For me, I am grateful for how fortunate we are. We have a comfortable home. We have enough food and easy access to supplies. We have an income and savings. All the things everyone needs and should have to get through this safely. We have each other, our little family of 3, and our sweet silly pup. Our daughter is missing her classes and her friends. But the truth is that we were already living a pretty isolated lifestyle since our baby was stillborn. On the whole, our lives have not really changed that much since the lockdown started. It’s been 8 years since I delivered his body and 5 years since I lost my biggest support network in a way that knocked me down even further. I stopped being able to fly because of panic attacks. We started homeschooling when I realized that for 30+ hours a week our daughter was not going to get the acceptance and support she needed to cope with the loss of her brother. I’m lucky I don’t have to work and can be with her. I‘m happier and healthier staying home rather than going to social gatherings because I can be sad if I need to, or joyful without worrying that people will think I’m “over it”. Even with our dog, she can be reactive to certain people & dogs so we were always moving out of people’s way with her. Now it’s just more acceptable to step into the road to avoid people or to suddenly change directions to avoid busy areas. People don’t look at us like, why are these idiots walking basically a lion. They sometimes even smile and give us a wave. 

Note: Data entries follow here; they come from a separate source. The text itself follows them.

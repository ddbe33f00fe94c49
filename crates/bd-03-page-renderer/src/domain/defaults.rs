//! Root default components
//!
//! Plain HTML elements for every role the renderer emits. Built once and
//! handed to each render pass as the fixed root mapping.

use std::borrow::Cow;
use std::collections::BTreeMap;
use std::sync::Arc;

use bd_01_component_overrides::{
    ComponentCatalog, ComponentKey, ComponentMapping, ComponentRef, FnComponent,
};

/// Root default mapping: one plain HTML element per content role.
///
/// `wrapper` is deliberately absent; pages opt into one through overrides.
pub fn default_components() -> ComponentMapping {
    let roles = [
        (ComponentKey::PARAGRAPH, "p"),
        (ComponentKey::H1, "h1"),
        (ComponentKey::H2, "h2"),
        (ComponentKey::H3, "h3"),
        (ComponentKey::H4, "h4"),
        (ComponentKey::H5, "h5"),
        (ComponentKey::H6, "h6"),
        (ComponentKey::CODE, "code"),
        (ComponentKey::INLINE_CODE, "code"),
        (ComponentKey::PRE, "pre"),
        (ComponentKey::LINK, "a"),
        (ComponentKey::UNORDERED_LIST, "ul"),
        (ComponentKey::ORDERED_LIST, "ol"),
        (ComponentKey::LIST_ITEM, "li"),
        (ComponentKey::BLOCKQUOTE, "blockquote"),
    ];

    roles
        .into_iter()
        .map(|(key, tag)| (key, html_element(tag)))
        .collect()
}

/// Catalog of every default element plus the layout elements pages use as
/// wrappers, each under its `html:<tag>` name.
pub fn builtin_catalog() -> ComponentCatalog {
    let mut catalog = ComponentCatalog::new();
    for (_, component) in default_components().iter() {
        catalog.register(Arc::clone(component));
    }
    for tag in ["article", "div", "section", "main", "strong", "em"] {
        catalog.register(html_element(tag));
    }
    catalog
}

/// Component rendering `<tag attrs>children</tag>`
pub fn html_element(tag: &'static str) -> ComponentRef {
    FnComponent::shared(format!("html:{tag}"), move |props| {
        format!(
            "<{tag}{}>{}</{tag}>",
            render_attributes(props.attributes),
            props.children
        )
    })
}

/// ` name="value"` pairs in key order; `className` is emitted as `class`
pub fn render_attributes(attributes: &BTreeMap<String, String>) -> String {
    attributes
        .iter()
        .map(|(name, value)| {
            let name = if name == "className" { "class" } else { name.as_str() };
            format!(" {}=\"{}\"", name, escape_html(value))
        })
        .collect()
}

/// Escape text for use in HTML content and attribute values
pub fn escape_html(input: &str) -> Cow<'_, str> {
    if !input.contains(['&', '<', '>', '"', '\'']) {
        return Cow::Borrowed(input);
    }
    let mut out = String::with_capacity(input.len() + 8);
    for c in input.chars() {
        match c {
            '&' => out.push_str("&amp;"),
            '<' => out.push_str("&lt;"),
            '>' => out.push_str("&gt;"),
            '"' => out.push_str("&quot;"),
            '\'' => out.push_str("&#39;"),
            _ => out.push(c),
        }
    }
    Cow::Owned(out)
}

Am I happy that now everyone is living this way? That my private life now matches more closely the dominant culture? How can I be happy when so many are suffering and dying, traumatically at home, or tragically alone in hospital. And there’s always the thought that it could happen to us although fortunately, our area has not been hard hit. These are scary and stressful times. In our neighbourhood we do the 7:00 applause for the essential workers getting us through this crisis. I see my neighbours on their balconies enjoying this moment every evening but for me it’s solemn. I bang my little drum or ring some bells but I take it so fucking seriously. I want to cry every damn time. I know most of those workers are not getting compensated or protected nearly enough for the risks they’re being asked to take. Then they have to go home and potentially expose their loved ones to a highly contagious and deadly virus. I do actually think it’s lovely to connect with neighbours in this small way, and to have this to look forward to as a daily ritual. But it’s also a death knell. 

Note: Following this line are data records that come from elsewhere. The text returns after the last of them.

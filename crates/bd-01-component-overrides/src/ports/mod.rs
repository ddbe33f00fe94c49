//! Ports Layer - Trait definitions

pub mod inbound;

pub use inbound::ComponentOverrideApi;
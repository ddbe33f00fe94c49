//! Inbound Ports (Driving Ports)
//!
//! The API content renderers use to open override scopes while walking a
//! content tree.

use crate::domain::{ComponentMapping, OverrideScope, RenderContext};

/// Primary override API (Driving Port)
pub trait ComponentOverrideApi {
    /// Effective mapping for `scope` given the ambient mapping of `ctx`.
    ///
    /// Memoized per scope id across calls.
    fn resolve_scope(&mut self, ctx: &RenderContext, scope: &OverrideScope) -> ComponentMapping;

    /// Resolve `scope`, make the result ambient for `body`, and restore the
    /// previous ambient mapping afterwards.
    ///
    /// `body` gets the API back so nested scopes can be entered from it.
    fn enter_scope<T>(
        &mut self,
        ctx: &mut RenderContext,
        scope: &OverrideScope,
        body: impl FnOnce(&mut Self, &mut RenderContext) -> T,
    ) -> T
    where
        Self: Sized,
    {
        let effective = self.resolve_scope(ctx, scope);
        ctx.provide(effective, |ctx| body(self, ctx))
    }
}
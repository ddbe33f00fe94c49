//! Outbound Ports (Driven Ports)
//!
//! Where registry documents come from. The registry only needs raw JSON
//! text by name; the docs build decides how it is stored.

use crate::error::RegistryError;

/// Content data provider (Driven Port)
pub trait ContentSource: Send + Sync {
    /// Raw JSON text of the document called `name`
    fn read(&self, name: &str) -> Result<String, RegistryError>;
}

What’s been helping me is seeing more and more people call out the terrible way things were done pre-pandemic, like not caring for the most vulnerable or thinking that because someone is elderly or disabled or ill, it’s kind of ok if they die. That it’s reasonable to ask people to die to protect some rich guy’s stock portfolio. Maybe when it’s all over the world will go back to the way it was because privileged people hate thinking about unpleasant things and don’t want to do the work that will benefit all of us. Or maybe positive change is coming.